Отчет К.Ф. Рылеева. Часть первая (и единственная).
Мы играем разных персонажей и относимся к ним по-разному.
Бывают персонажи выше нас на ступеньку, которых отыграть не так легко, но, делая это, воспринимаешь это как пример, каким смелым, благородным, красивым душевно человек может быть. Бывают разного рода злодеи, от которых у тебя самого впечатление – брр! И радуешься, когда роль заканчивается.
Здесь, когда я заявлялся на игру, было интересно попробовать отыграть ни разу не благородного героя, но и не гада, а человека с одной стороны яркого и талантливого и при этом достаточно благородного, с другой не сумевшего соответствовать им же самим и заявляемым высоким идеалам. Очень жизненная история, между прочим.
Я старался играть максимально близко к тем данным, которые сохранились из дела, стихов и переписки Рылеева.

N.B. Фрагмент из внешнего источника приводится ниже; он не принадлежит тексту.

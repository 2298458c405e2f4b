//! FILENAME: engine/src/cell.rs
//! PURPOSE: Defines the fundamental data structures for a single spreadsheet cell.
//! CONTEXT: This file contains the `Cell` struct, the `CellValue` enum and the
//! closed `CellType` set the sheet writer serializes. It separates the formula
//! text from the cached result so readers never have to recalculate.
//! It is designed to be lightweight as millions of these instances pass
//! through the row window.

use serde::{Deserialize, Serialize};

/// Errors a cell can hold, with their canonical spreadsheet spelling.
#[derive(Debug, Clone, Copy, PartialEq, Eq, Hash, Serialize, Deserialize)]
pub enum CellError {
    Null,        // #NULL!
    Div0,        // #DIV/0!
    Value,       // #VALUE!
    Ref,         // #REF!
    Name,        // #NAME?
    Num,         // #NUM!
    NA,          // #N/A
    GettingData, // #GETTING_DATA
}

impl CellError {
    pub fn as_str(&self) -> &'static str {
        match self {
            CellError::Null => "#NULL!",
            CellError::Div0 => "#DIV/0!",
            CellError::Value => "#VALUE!",
            CellError::Ref => "#REF!",
            CellError::Name => "#NAME?",
            CellError::Num => "#NUM!",
            CellError::NA => "#N/A",
            CellError::GettingData => "#GETTING_DATA",
        }
    }

    /// Parses the text stored in a `<v>` element of an error cell.
    pub fn from_code(code: &str) -> Option<Self> {
        let error = match code.trim().to_ascii_uppercase().as_str() {
            "#NULL!" => CellError::Null,
            "#DIV/0!" => CellError::Div0,
            "#VALUE!" => CellError::Value,
            "#REF!" => CellError::Ref,
            "#NAME?" => CellError::Name,
            "#NUM!" => CellError::Num,
            "#N/A" => CellError::NA,
            "#GETTING_DATA" => CellError::GettingData,
            _ => return None,
        };
        Some(error)
    }
}

impl std::fmt::Display for CellError {
    fn fmt(&self, f: &mut std::fmt::Formatter<'_>) -> std::fmt::Result {
        f.write_str(self.as_str())
    }
}

/// Represents the calculated result or raw data within a cell.
#[derive(Debug, Clone, PartialEq, Serialize, Deserialize)]
pub enum CellValue {
    Empty,
    Number(f64),
    Text(String),
    Boolean(bool),
    Error(CellError),
}

impl CellValue {
    pub fn is_empty(&self) -> bool {
        matches!(self, CellValue::Empty)
    }
}

/// The closed set of cell kinds the sheet writer knows how to serialize.
#[derive(Debug, Clone, Copy, PartialEq, Eq, Hash)]
pub enum CellType {
    Blank,
    Formula,
    String,
    Numeric,
    Boolean,
    Error,
}

/// Formula text (without the leading '=') plus the `<f>` attributes the
/// template carried (`t`, `ref`, `si`, `ca`, ...), kept verbatim so shared
/// and array formulas survive untouched.
#[derive(Debug, Clone, PartialEq, Serialize, Deserialize)]
pub struct Formula {
    pub text: String,
    pub attributes: Vec<(String, String)>,
}

impl Formula {
    pub fn new(text: impl Into<String>) -> Self {
        let text = text.into();
        let text = text.strip_prefix('=').map(str::to_string).unwrap_or(text);
        Formula {
            text,
            attributes: Vec::new(),
        }
    }

    pub fn attribute(&self, name: &str) -> Option<&str> {
        self.attributes
            .iter()
            .find(|(key, _)| key == name)
            .map(|(_, value)| value.as_str())
    }

    /// A shared-formula follower carries only `t="shared" si=".."`; its text
    /// lives on the master cell.
    pub fn is_shared_follower(&self) -> bool {
        self.attribute("t") == Some("shared") && self.text.trim().is_empty()
    }
}

/// The atomic unit of the spreadsheet.
#[derive(Debug, Clone, PartialEq, Serialize, Deserialize)]
pub struct Cell {
    /// For formula cells this is the cached result of the last evaluation.
    pub value: CellValue,
    pub formula: Option<Formula>,
    /// Cell format index (`s` attribute). `None` means "no explicit style";
    /// the writer may still resolve a column style for it.
    pub style: Option<u32>,
}

impl Cell {
    pub fn new() -> Self {
        Cell {
            value: CellValue::Empty,
            formula: None,
            style: None,
        }
    }

    pub fn new_number(num: f64) -> Self {
        Cell {
            value: CellValue::Number(num),
            ..Cell::new()
        }
    }

    pub fn new_text(text: impl Into<String>) -> Self {
        Cell {
            value: CellValue::Text(text.into()),
            ..Cell::new()
        }
    }

    pub fn new_boolean(value: bool) -> Self {
        Cell {
            value: CellValue::Boolean(value),
            ..Cell::new()
        }
    }

    pub fn new_error(error: CellError) -> Self {
        Cell {
            value: CellValue::Error(error),
            ..Cell::new()
        }
    }

    pub fn new_formula(formula: impl Into<String>) -> Self {
        Cell {
            formula: Some(Formula::new(formula)),
            ..Cell::new()
        }
    }

    pub fn with_style(mut self, style: Option<u32>) -> Self {
        self.style = style;
        self
    }

    pub fn cell_type(&self) -> CellType {
        if self.formula.is_some() {
            return CellType::Formula;
        }
        match self.value {
            CellValue::Empty => CellType::Blank,
            CellValue::Number(_) => CellType::Numeric,
            CellValue::Text(_) => CellType::String,
            CellValue::Boolean(_) => CellType::Boolean,
            CellValue::Error(_) => CellType::Error,
        }
    }

    /// Returns the display value of the cell as a String.
    /// Used for pivot item labels and header captions.
    pub fn display_value(&self) -> String {
        display_value(&self.value)
    }
}

impl Default for Cell {
    fn default() -> Self {
        Self::new()
    }
}

/// Formats a value without unnecessary decimal places.
pub fn display_value(value: &CellValue) -> String {
    match value {
        CellValue::Empty => String::new(),
        CellValue::Number(n) => {
            if n.fract() == 0.0 && n.abs() < 1e15 {
                format!("{:.0}", n)
            } else {
                format!("{}", n)
            }
        }
        CellValue::Text(s) => s.clone(),
        CellValue::Boolean(b) => if *b { "TRUE" } else { "FALSE" }.to_string(),
        CellValue::Error(e) => e.as_str().to_string(),
    }
}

По ним видны и его метания, и сложность принимаемых решений, и, наконец, серьезнейшая переоценка произошедшего и своей жизни. В этом, на мой взгляд, он проделывает немалую душевную работу и к концу становится человеком более сильным, чем вначале. Кем бы он стал, если б остался жив? Судя по переписке, его выбор напоминает тот, что сделал Достоевский. Получили бы мы второго раскаявшегося революционера, но при этом гуманиста с мировым именем? У истории нет сослагательного наклонения. В любом случае, игра для меня шла почти по Достоевскому, если можно так выразиться о хорошей историчке.
Игра для меня вышла действительно о цене своей мечты. Что ж, тут, думаю, пора предоставить слово персонажу. Итак, цена на мечту…
… и вот она, цена за мою мечту – корчится в снегу, истекая кровью. Я так много говорил о том, чтобы жертвовать собой за Свободу. Но я цел, целы и мои единомышленники, которых так и не получилось назвать соратниками. А убитые и раненые… что же, получается, в жертву я принес их, а не себя? Каховский вечером 14го показывал окровавленный кинжал, моей же рукой ему накануне врученный. Но царь жив, все впустую. Кого, зачем он им резал? Какая глупая, кровавая бессмыслица.
Следственному комитету можно врать, даже это будет вранье во спасение себя, поэтому что ж тут поделаешь. Но себе и Богу врать… тоже можно вообще-то. И даже не врать себе и Богу гораздо сложнее, чем следственному комитету. Наверно, это самое тяжелое, что приходилось когда-либо делать – это быть хотя бы с собой предельно честным. Но если стараться это делать, то ситуация оказывается такой мрачной, что остается только метаться по маленькой, хотя и не слишком мрачной камере.
Дело здесь не столько даже в аресте и опасениях за свою жизнь. С этим-то ясно, что делать – пытаться выкрутиться, обмануть следствие, не досказать, воззвать к милосердию Государя, в конце концов. Что делать с тем, с чем уже в силу заключения ничего сделать не можешь? Что делать с самым неумолимым судьей – совестью?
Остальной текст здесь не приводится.